(Collected data)
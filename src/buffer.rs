//! A bounded buffer that never blocks the producer.

use parking_lot::Mutex;
use std::collections::VecDeque;
use std::sync::atomic::{AtomicU64, Ordering};
use tokio::sync::Notify;

type Alert = Box<dyn Fn(u64) + Send + Sync>;

/// Holds up to `capacity` items. When full, `set` discards the oldest item
/// and reports the drop through the alert callback.
pub struct LossyBuffer<T> {
    queue: Mutex<VecDeque<T>>,
    capacity: usize,
    notify: Notify,
    dropped: AtomicU64,
    alert: Alert,
}

impl<T> LossyBuffer<T> {
    pub fn new(capacity: usize) -> Self {
        Self::with_alert(capacity, |_| {})
    }

    pub fn with_alert(capacity: usize, alert: impl Fn(u64) + Send + Sync + 'static) -> Self {
        let capacity = capacity.max(1);

        Self {
            queue: Mutex::new(VecDeque::with_capacity(capacity)),
            capacity,
            notify: Notify::new(),
            dropped: AtomicU64::new(0),
            alert: Box::new(alert),
        }
    }

    pub fn set(&self, item: T) {
        let dropped = {
            let mut queue = self.queue.lock();
            let dropped = if queue.len() >= self.capacity {
                queue.pop_front();
                true
            } else {
                false
            };
            queue.push_back(item);
            dropped
        };

        if dropped {
            self.dropped.fetch_add(1, Ordering::Relaxed);
            (self.alert)(1);
        }

        self.notify.notify_one();
    }

    pub fn try_next(&self) -> Option<T> {
        self.queue.lock().pop_front()
    }

    /// Waits for the next item.
    pub async fn next(&self) -> T {
        loop {
            let notified = self.notify.notified();

            if let Some(item) = self.try_next() {
                return item;
            }

            notified.await;
        }
    }

    /// Total number of items discarded since creation.
    pub fn dropped(&self) -> u64 {
        self.dropped.load(Ordering::Relaxed)
    }

    /// Number of items waiting to be taken.
    pub fn pending(&self) -> usize {
        self.queue.lock().len()
    }
}
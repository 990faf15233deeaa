use crate::buffer::LossyBuffer;
use crate::collector::EnvelopeCollector;
use crate::config::Config;
use crate::envelope::Envelope;
use crate::exposition::debug::DebugState;
use crate::exposition::http::MetricsHandler;
use crate::exposition::{self, SHUTDOWN_TIMEOUT};
use crate::gatherer::{Aggregate, Gatherer, ProxyGatherer, TlsConfig};
use crate::ingress::{self, ServerState};
use crate::metrics::stats::DROPPED;
use crate::metrics::DebugRegistry;
use crate::pipeline::{self, Pipeline};

use std::collections::HashMap;
use std::sync::Arc;
use tokio::net::TcpListener;
use tokio::sync::watch;
use tokio::task::JoinHandle;
use tracing::{debug, error, info, warn};

/// Runs the agent until it receives a termination signal.
///
/// Envelopes arrive on the ingress socket, pass through the lossy buffer and
/// the pipeline into the collector. The metrics endpoint serves the
/// collector, every scrape target and the agent's own counters.
pub fn run(config: Config) {
    let config = Arc::new(config);

    // configure logging
    let subscriber = tracing_subscriber::fmt()
        .with_max_level(config.log().level())
        .finish();

    if let Err(e) = tracing::subscriber::set_global_default(subscriber) {
        eprintln!("failed to initialize logging: {e}");
        std::process::exit(1);
    }

    if let Err(e) = tracing_log::LogTracer::init() {
        warn!("failed to capture log records: {e}");
    }

    // initialize async runtime
    let rt = match tokio::runtime::Builder::new_multi_thread()
        .enable_all()
        .thread_name("metrics-agent")
        .build()
    {
        Ok(rt) => rt,
        Err(e) => {
            error!("failed to launch async runtime: {e}");
            std::process::exit(1);
        }
    };

    let (shutdown_tx, shutdown) = watch::channel(false);

    if let Err(e) = ctrlc::set_handler(move || {
        if shutdown_tx.send_replace(true) {
            info!("terminating immediately");
            std::process::exit(2);
        }
        info!("shutting down");
    }) {
        error!("failed to set ctrl-c handler: {e}");
        std::process::exit(1);
    }

    let registry = Arc::new(DebugRegistry::new());

    let buffer: Arc<LossyBuffer<Envelope>> =
        Arc::new(LossyBuffer::with_alert(config.ingress().buffer_size(), |dropped| {
            DROPPED.add(dropped);
        }));

    let collector = Arc::new(
        EnvelopeCollector::new(registry.clone())
            .with_default_tags(config.default_labels())
            .with_expiration(
                config.exporter().ttl(),
                config.exporter().expiration_interval(),
            ),
    );

    let (aggregate, targets) = match gatherers(&config, &registry, &collector) {
        Ok(gatherers) => gatherers,
        Err(e) => {
            error!("failed to initialize scrape targets: {e}");
            std::process::exit(1);
        }
    };

    let pipeline = Pipeline::new()
        .scraped_sources(config.scrape().targets().iter().map(|t| t.source_id.clone()))
        .timer_tags(config.exporter().whitelisted_timer_tags());

    let mut tasks: Vec<JoinHandle<()>> = Vec::new();

    tasks.push(rt.spawn(pipeline::consume(
        buffer.clone(),
        pipeline,
        collector.clone(),
        shutdown.clone(),
    )));

    tasks.push(rt.spawn(collector.clone().expire_periodically(shutdown.clone())));

    if config.ingress().enabled() {
        let listener = {
            let _guard = rt.enter();
            ingress::bind(config.ingress().socket_path())
        };

        match listener {
            Ok(listener) => {
                let state = Arc::new(ServerState::new(
                    buffer.clone(),
                    config.ingress().max_connections(),
                ));
                tasks.push(rt.spawn(ingress::serve(listener, state, shutdown.clone())));
            }
            Err(e) => {
                error!("{e}");
                std::process::exit(1);
            }
        }
    }

    let handler = Arc::new(MetricsHandler::new(aggregate, targets));
    let listener = bind(&rt, config.general().listen());
    tasks.push(rt.spawn(exposition::serve(
        listener,
        exposition::http::app(handler),
        shutdown.clone(),
    )));

    if config.debug().enabled() {
        let state = Arc::new(DebugState {
            registry: registry.clone(),
            collector: collector.clone(),
            buffer: buffer.clone(),
        });

        let listener = bind(&rt, config.debug().listen());
        tasks.push(rt.spawn(exposition::serve(
            listener,
            exposition::debug::app(state),
            shutdown.clone(),
        )));
    }

    info!(
        "metrics agent {} running on instance {}",
        env!("CARGO_PKG_VERSION"),
        config.general().instance_id().unwrap_or("unknown")
    );

    rt.block_on(async move {
        let mut shutdown = shutdown;
        let _ = shutdown.wait_for(|stop| *stop).await;

        let joined = futures::future::join_all(tasks);
        if tokio::time::timeout(SHUTDOWN_TIMEOUT, joined).await.is_err() {
            warn!("tasks did not stop within {SHUTDOWN_TIMEOUT:?}");
        }
    });

    if config.ingress().enabled() {
        if let Err(e) = std::fs::remove_file(config.ingress().socket_path()) {
            debug!("failed to remove ingress socket: {e}");
        }
    }

    info!("metrics agent stopped");
}

type Gatherers = (Arc<dyn Gatherer>, HashMap<String, Arc<dyn Gatherer>>);

/// The combined gatherer plus one gatherer per scrape target.
fn gatherers(
    config: &Config,
    registry: &Arc<DebugRegistry>,
    collector: &Arc<EnvelopeCollector>,
) -> Result<Gatherers, crate::gatherer::ProxyError> {
    let scrape = config.scrape();

    let tls = TlsConfig {
        identity: scrape
            .cert_path()
            .zip(scrape.key_path())
            .map(|(cert, key)| (cert.to_path_buf(), key.to_path_buf())),
        ca: scrape.ca_path().map(|path| path.to_path_buf()),
    };

    let defaults = config.default_labels();

    let proxy = ProxyGatherer::new(scrape.targets(), &defaults, &tls, registry)?;

    let targets: HashMap<String, Arc<dyn Gatherer>> =
        ProxyGatherer::per_target(scrape.targets(), &defaults, &tls, registry)?
            .into_iter()
            .map(|(id, gatherer)| (id, Arc::new(gatherer) as Arc<dyn Gatherer>))
            .collect();

    let gatherers: Vec<Arc<dyn Gatherer>> = vec![collector.clone(), Arc::new(proxy)];

    // the registry goes last so scrape failures show up in the same response
    let aggregate: Arc<dyn Gatherer> = Arc::new(Aggregate::new(gatherers).then(registry.clone()));

    Ok((aggregate, targets))
}

fn bind(rt: &tokio::runtime::Runtime, addr: std::net::SocketAddr) -> TcpListener {
    match rt.block_on(TcpListener::bind(addr)) {
        Ok(listener) => listener,
        Err(e) => {
            error!("failed to listen on {addr}: {e}");
            std::process::exit(1);
        }
    }
}
impl Target {
    fn new(
        config: &ScrapeTarget,
        tls: &LoadedTls,
        registry: &DebugRegistry,
        timeout: Duration,
    ) -> Result<Self, ProxyError> {
        let loopback = SocketAddr::from((Ipv4Addr::LOCALHOST, config.port));

        // over mutual tls the server name is the verification name, resolved
        // to loopback
        let server_name = config
            .server_name
            .as_deref()
            .filter(|_| config.scheme == "https" && tls.identity.is_some());

        let host = match server_name {
            Some(name) => format!("{name}:{}", config.port),
            None => loopback.to_string(),
        };

        let url = format!(
            "{}://{host}/{}",
            config.scheme,
            config.path.trim_start_matches('/')
        );

        let mut builder = Client::builder().timeout(timeout).no_proxy();

        if let Some(name) = server_name {
            builder = builder.resolve(name, loopback);
        }

        if let Some(identity) = &tls.identity {
            builder = builder.identity(identity.clone());
        }

        if let Some(ca) = &tls.ca {
            builder = builder.add_root_certificate(ca.clone());
        }

        let client = builder.build().map_err(ProxyError::Client)?;

        let mut headers = HeaderMap::new();
        for (name, value) in &config.headers {
            let header = || ProxyError::Header {
                source_id: config.source_id.clone(),
                name: name.clone(),
            };
            let name = HeaderName::from_bytes(name.as_bytes()).map_err(|_| header())?;
            let value = HeaderValue::from_str(value).map_err(|_| header())?;
            headers.insert(name, value);
        }

        let failures = registry.counter(
            "failed_scrapes",
            FAILED_SCRAPES_HELP,
            &[("scrape_source_id", config.source_id.as_str())],
        );

        Ok(Self {
            source_id: config.source_id.clone(),
            url,
            headers,
            labels: config.labels.clone(),
            client,
            failures,
        })
    }

    async fn scrape(&self) -> Result<Vec<MetricFamily>, ScrapeError> {
        let response = self
            .client
            .get(&self.url)
            .headers(self.headers.clone())
            .send()
            .await?;

        let status = response.status();
        if !status.is_success() {
            return Err(ScrapeError::Status(status.as_u16()));
        }

        let body = response.text().await?;

        Ok(parse(&body)?)
    }

    /// Layers default labels, target labels, the target source id and finally
    /// the scraped labels. Later layers win.
    fn relabel(&self, defaults: &Labels, scraped: Labels) -> Labels {
        let mut labels = defaults.clone();

        labels.extend(
            self.labels
                .iter()
                .map(|(k, v)| (k.to_string(), v.to_string())),
        );

        if !self.source_id.is_empty() {
            labels.insert("source_id".to_string(), self.source_id.clone());
        }

        labels.extend(scraped);
        labels
    }
}

/// Scrapes a fixed set of loopback targets concurrently.
///
/// Each target has a `failed_scrapes` counter registered at construction.
/// A transport error, non-2xx status or unparseable body increments it and
/// leaves that target out of the result without failing the gather.
pub struct ProxyGatherer {
    targets: Vec<Target>,
    default_labels: Labels,
}

impl ProxyGatherer {
    pub fn new(
        targets: &[ScrapeTarget],
        default_labels: &HashMap<String, String>,
        tls: &TlsConfig,
        registry: &DebugRegistry,
    ) -> Result<Self, ProxyError> {
        Self::with_timeout(targets, default_labels, tls, registry, SCRAPE_TIMEOUT)
    }

    fn with_timeout(
        targets: &[ScrapeTarget],
        default_labels: &HashMap<String, String>,
        tls: &TlsConfig,
        registry: &DebugRegistry,
        timeout: Duration,
    ) -> Result<Self, ProxyError> {
        let tls = tls.load()?;

        let targets = targets
            .iter()
            .map(|target| Target::new(target, &tls, registry, timeout))
            .collect::<Result<Vec<_>, _>>()?;

        Ok(Self {
            targets,
            default_labels: default_labels
                .iter()
                .map(|(k, v)| (k.clone(), v.clone()))
                .collect(),
        })
    }

    /// One gatherer per target, keyed by source id.
    pub fn per_target(
        targets: &[ScrapeTarget],
        default_labels: &HashMap<String, String>,
        tls: &TlsConfig,
        registry: &DebugRegistry,
    ) -> Result<HashMap<String, ProxyGatherer>, ProxyError> {
        targets
            .iter()
            .map(|target| {
                let gatherer = Self::new(
                    std::slice::from_ref(target),
                    default_labels,
                    tls,
                    registry,
                )?;
                Ok((target.source_id.clone(), gatherer))
            })
            .collect()
    }

    async fn scrape(&self, target: &Target) -> Vec<MetricFamily> {
        match target.scrape().await {
            Ok(families) => families
                .into_iter()
                .map(|mut family| {
                    for metric in family.metrics.iter_mut() {
                        let scraped = std::mem::take(&mut metric.labels);
                        metric.labels = target.relabel(&self.default_labels, scraped);
                    }
                    family
                })
                .collect(),
            Err(e) => {
                debug!("failed to scrape {} at {}: {e}", target.source_id, target.url);
                target.failures.add(1);
                Vec::new()
            }
        }
    }
}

### EXERCISE PROMPT:
Starting from the top of the records and ending at the line that contains "let notified = self.notify.notified();", repeat each line exactly and return only those lines.

### RESULT OF THE EXERCISE:
filename src/buffer.rs
//! A bounded buffer that never blocks the producer.

use parking_lot::Mutex;
use std::collections::VecDeque;
use std::sync::atomic::{AtomicU64, Ordering};
use tokio::sync::Notify;

type Alert = Box<dyn Fn(u64) + Send + Sync>;

/// Holds up to `capacity` items. When full, `set` discards the oldest item
/// and reports the drop through the alert callback.
pub struct LossyBuffer<T> {
    queue: Mutex<VecDeque<T>>,
    capacity: usize,
    notify: Notify,
    dropped: AtomicU64,
    alert: Alert,
}

impl<T> LossyBuffer<T> {
    pub fn new(capacity: usize) -> Self {
        Self::with_alert(capacity, |_| {})
    }

    pub fn with_alert(capacity: usize, alert: impl Fn(u64) + Send + Sync + 'static) -> Self {
        let capacity = capacity.max(1);

        Self {
            queue: Mutex::new(VecDeque::with_capacity(capacity)),
            capacity,
            notify: Notify::new(),
            dropped: AtomicU64::new(0),
            alert: Box::new(alert),
        }
    }

    pub fn set(&self, item: T) {
        let dropped = {
            let mut queue = self.queue.lock();
            let dropped = if queue.len() >= self.capacity {
                queue.pop_front();
                true
            } else {
                false
            };
            queue.push_back(item);
            dropped
        };

        if dropped {
            self.dropped.fetch_add(1, Ordering::Relaxed);
            (self.alert)(1);
        }

        self.notify.notify_one();
    }

    pub fn try_next(&self) -> Option<T> {
        self.queue.lock().pop_front()
    }

    /// Waits for the next item.
    pub async fn next(&self) -> T {
        loop {
            let notified = self.notify.notified();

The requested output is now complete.